*** Data provided

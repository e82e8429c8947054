//! Test doubles shared by the unit tests.

use std::sync::Arc;

use parking_lot::Mutex;
use url::Url;

use crate::channel::Channel;
use crate::error::{SecurityError, SecurityResult};
use crate::listener::{ListenerError, ResponseHead, StreamListener};
use crate::load_info::LoadInfo;

pub struct TestChannel {
    pub load_info: Option<Arc<LoadInfo>>,
    pub uri: Mutex<Option<Url>>,
    pub headers: Mutex<Vec<(String, String)>>,
}

impl TestChannel {
    pub fn new(uri: &str, load_info: LoadInfo) -> Self {
        Self {
            load_info: Some(Arc::new(load_info)),
            uri: Mutex::new(Some(Url::parse(uri).unwrap())),
            headers: Mutex::new(Vec::new()),
        }
    }

    pub fn set_uri(&self, uri: &str) {
        *self.uri.lock() = Some(Url::parse(uri).unwrap());
    }

    pub fn header(&self, name: &str) -> Option<String> {
        self.headers
            .lock()
            .iter()
            .rev()
            .find(|(n, _)| n == name)
            .map(|(_, v)| v.clone())
    }
}

impl Channel for TestChannel {
    fn load_info(&self) -> Option<Arc<LoadInfo>> {
        self.load_info.clone()
    }

    fn final_uri(&self) -> SecurityResult<Url> {
        self.uri
            .lock()
            .clone()
            .ok_or_else(|| SecurityError::TargetUnresolved("no uri".to_string()))
    }

    fn set_request_header(&self, name: &str, value: &str) {
        self.headers.lock().push((name.to_string(), value.to_string()));
    }
}

#[derive(Default)]
pub struct RecordingListener {
    pub events: Mutex<Vec<String>>,
}

impl RecordingListener {
    pub fn events(&self) -> Vec<String> {
        self.events.lock().clone()
    }
}

impl StreamListener for RecordingListener {
    fn on_start_request(&self, response: &ResponseHead) -> Result<(), ListenerError> {
        self.events.lock().push(format!("start {}", response.status));
        Ok(())
    }

    fn on_data_available(&self, data: &[u8]) -> Result<(), ListenerError> {
        self.events.lock().push(format!("data {}", data.len()));
        Ok(())
    }

    fn on_stop_request(&self, status: Result<(), ListenerError>) {
        let event = match status {
            Ok(()) => "stop ok".to_string(),
            Err(err) => format!("stop err: {}", err),
        };
        self.events.lock().push(event);
    }

    fn on_redirect(&self, _channel: &dyn Channel, new_url: &Url) -> Result<(), ListenerError> {
        self.events.lock().push(format!("redirect {}", new_url));
        Ok(())
    }
}
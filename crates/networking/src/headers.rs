//! HTTP header handling.

use indexmap::IndexMap;
use std::fmt;

/// HTTP header map (case-insensitive keys, order-preserving).
#[derive(Clone, Debug, Default)]
pub struct HeaderMap {
    headers: IndexMap<String, String>,
}

impl HeaderMap {
    pub fn new() -> Self {
        Self::default()
    }

    /// Insert a header, replacing any previous value.
    pub fn insert(&mut self, name: impl Into<String>, value: impl Into<String>) {
        let name = name.into().to_lowercase();
        self.headers.insert(name, value.into());
    }

    pub fn get(&self, name: &str) -> Option<&str> {
        self.headers.get(&name.to_lowercase()).map(String::as_str)
    }

    pub fn contains(&self, name: &str) -> bool {
        self.headers.contains_key(&name.to_lowercase())
    }

    pub fn remove(&mut self, name: &str) -> Option<String> {
        self.headers.shift_remove(&name.to_lowercase())
    }

    pub fn len(&self) -> usize {
        self.headers.len()
    }

    pub fn is_empty(&self) -> bool {
        self.headers.is_empty()
    }

    pub fn iter(&self) -> impl Iterator<Item = (&String, &String)> {
        self.headers.iter()
    }

    /// Headers as name/value pairs, in insertion order.
    pub fn to_pairs(&self) -> Vec<(String, String)> {
        self.headers
            .iter()
            .map(|(n, v)| (n.clone(), v.clone()))
            .collect()
    }
}

impl fmt::Display for HeaderMap {
    fn fmt(&self, f: &mut fmt::Formatter<'_>) -> fmt::Result {
        for (name, value) in &self.headers {
            writeln!(f, "{}: {}", name, value)?;
        }
        Ok(())
    }
}

/// Well-known header names.
pub mod names {
    pub const LOCATION: &str = "location";
    pub const ACCESS_CONTROL_ALLOW_ORIGIN: &str = "access-control-allow-origin";
}
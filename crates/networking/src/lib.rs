//! Networking layer for the browser.
//!
//! This crate handles:
//! - Opening channels through the content security checks
//! - Following redirects, each re-checked by the security manager
//! - Delivering responses to the (possibly CORS-filtered) listener chain

pub mod channel;
pub mod headers;

pub use channel::{ChannelConfig, ChannelError, HttpChannel, ResponseOutcome};
pub use headers::HeaderMap;
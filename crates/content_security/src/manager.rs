//! The content security manager: the admit/deny gate every load and every
//! redirect of a load passes through.
//!
//! Checks, in order:
//! 1. Same-origin policy, when the load requires it. Runs on redirects too.
//! 2. URI load permission of the loading and triggering principals, for
//!    cross-origin loads.
//! 3. CORS setup, for CORS loads. The caller's listener may come back
//!    wrapped in a CORS filter.
//! 4. Content policies (mixed content and friends).
//!
//! Steps 2 to 4 run once per load; a redirect only re-checks step 1.

use std::sync::Arc;

use url::Url;

use crate::channel::Channel;
use crate::config::SecurityConfig;
use crate::content_policy::{do_content_security_checks, ContentPolicy, ContentPolicyService};
use crate::cors::{do_cors_checks, CorsFilterFactory, CorsListenerFactory};
use crate::error::{SecurityError, SecurityResult};
use crate::listener::SharedListener;
use crate::load_info::{validate_security_flags, CheckState, LoadInfo};
use crate::mixed_content::MixedContentBlocker;
use crate::uri_permission::{do_check_load_uri_checks, SchemeSecurityManager, UriLoadPermission};

/// Which evaluation of a load admitted it.
#[derive(Clone, Copy, Debug, PartialEq, Eq)]
pub enum CheckKind {
    /// First evaluation; every check ran.
    Initial,
    /// A redirect; only the same-origin check ran.
    Redirect,
}

/// An admitted load.
pub struct Admission {
    /// The listener the channel must deliver the response to.
    pub listener: SharedListener,
    pub kind: CheckKind,
}

impl std::fmt::Debug for Admission {
    fn fmt(&self, f: &mut std::fmt::Formatter<'_>) -> std::fmt::Result {
        f.debug_struct("Admission").field("kind", &self.kind).finish()
    }
}

pub struct ContentSecurityManager {
    config: SecurityConfig,
    uri_permission: Arc<dyn UriLoadPermission>,
    cors_factory: Arc<dyn CorsFilterFactory>,
    content_policy: Arc<dyn ContentPolicy>,
}

impl ContentSecurityManager {
    /// Manager with the default collaborators: scheme-based URI
    /// permissions, the CORS listener proxy, and a policy service holding
    /// the mixed content blocker.
    pub fn new(config: SecurityConfig) -> Self {
        let service = ContentPolicyService::new();
        service.register(Arc::new(MixedContentBlocker::from_config(&config.mixed_content)));

        Self {
            config,
            uri_permission: Arc::new(SchemeSecurityManager::new()),
            cors_factory: Arc::new(CorsListenerFactory),
            content_policy: Arc::new(service),
        }
    }

    pub fn with_uri_permission(mut self, uri_permission: Arc<dyn UriLoadPermission>) -> Self {
        self.uri_permission = uri_permission;
        self
    }

    pub fn with_cors_factory(mut self, cors_factory: Arc<dyn CorsFilterFactory>) -> Self {
        self.cors_factory = cors_factory;
        self
    }

    pub fn with_content_policy(mut self, content_policy: Arc<dyn ContentPolicy>) -> Self {
        self.content_policy = content_policy;
        self
    }

    pub fn config(&self) -> &SecurityConfig {
        &self.config
    }

    /// Run the security checks for `channel`.
    ///
    /// `listener` is the listener the caller would deliver the response to.
    /// On success the returned [`Admission`] carries the listener to use
    /// instead, which is `listener` itself unless a CORS filter was added.
    pub fn do_content_security_check(
        &self,
        channel: &dyn Channel,
        listener: SharedListener,
    ) -> SecurityResult<Admission> {
        let load_info = channel.load_info().ok_or_else(|| {
            tracing::error!("channel needs load info to perform security checks");
            SecurityError::MissingMetadata
        })?;

        validate_security_flags(&load_info)?;

        // Flip the flags before anything else so a concurrent evaluation of
        // the same load is treated as a redirect.
        let kind = match load_info.begin_security_check() {
            CheckState::NotChecked => CheckKind::Initial,
            CheckState::Checked => CheckKind::Redirect,
        };

        let target = channel.final_uri()?;
        tracing::debug!(
            url = %target,
            mode = ?load_info.security_mode(),
            ?kind,
            "performing content security checks"
        );

        self.do_sop_checks(&target, &load_info)?;

        if kind == CheckKind::Redirect {
            return Ok(Admission { listener, kind });
        }

        do_check_load_uri_checks(&target, &load_info, self.uri_permission.as_ref())?;
        let listener = do_cors_checks(channel, &load_info, listener, self.cors_factory.as_ref())?;
        do_content_security_checks(
            &target,
            &load_info,
            self.content_policy.as_ref(),
            self.config.unsupported_content_types,
        )?;

        tracing::debug!(url = %target, "all content security checks passed");
        Ok(Admission { listener, kind })
    }

    fn do_sop_checks(&self, target: &Url, load_info: &LoadInfo) -> SecurityResult<()> {
        let mode = load_info.security_mode();
        if !mode.requires_same_origin() {
            return Ok(());
        }

        let principal = load_info.loading_principal();
        if principal.check_may_load(target, self.config.report_sop_violations, mode.data_inherits()) {
            Ok(())
        } else {
            Err(SecurityError::SameOriginViolation {
                principal: principal.to_string(),
                url: target.to_string(),
            })
        }
    }
}

impl Default for ContentSecurityManager {
    fn default() -> Self {
        Self::new(SecurityConfig::default())
    }
}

******

Each line from the top of the records down to the one with "fn set_request_header(&self, name: &str, value: &str)" must be retyped exactly; include both ends and nothing else.

Result for this task:
repository e82e8429c8947054
//! Test doubles shared by the unit tests.

use std::sync::Arc;

use parking_lot::Mutex;
use url::Url;

use crate::channel::Channel;
use crate::error::{SecurityError, SecurityResult};
use crate::listener::{ListenerError, ResponseHead, StreamListener};
use crate::load_info::LoadInfo;

pub struct TestChannel {
    pub load_info: Option<Arc<LoadInfo>>,
    pub uri: Mutex<Option<Url>>,
    pub headers: Mutex<Vec<(String, String)>>,
}

impl TestChannel {
    pub fn new(uri: &str, load_info: LoadInfo) -> Self {
        Self {
            load_info: Some(Arc::new(load_info)),
            uri: Mutex::new(Some(Url::parse(uri).unwrap())),
            headers: Mutex::new(Vec::new()),
        }
    }

    pub fn set_uri(&self, uri: &str) {
        *self.uri.lock() = Some(Url::parse(uri).unwrap());
    }

    pub fn header(&self, name: &str) -> Option<String> {
        self.headers
            .lock()
            .iter()
            .rev()
            .find(|(n, _)| n == name)
            .map(|(_, v)| v.clone())
    }
}

impl Channel for TestChannel {
    fn load_info(&self) -> Option<Arc<LoadInfo>> {
        self.load_info.clone()
    }

    fn final_uri(&self) -> SecurityResult<Url> {
        self.uri
            .lock()
            .clone()
            .ok_or_else(|| SecurityError::TargetUnresolved("no uri".to_string()))
    }

    fn set_request_header(&self, name: &str, value: &str) {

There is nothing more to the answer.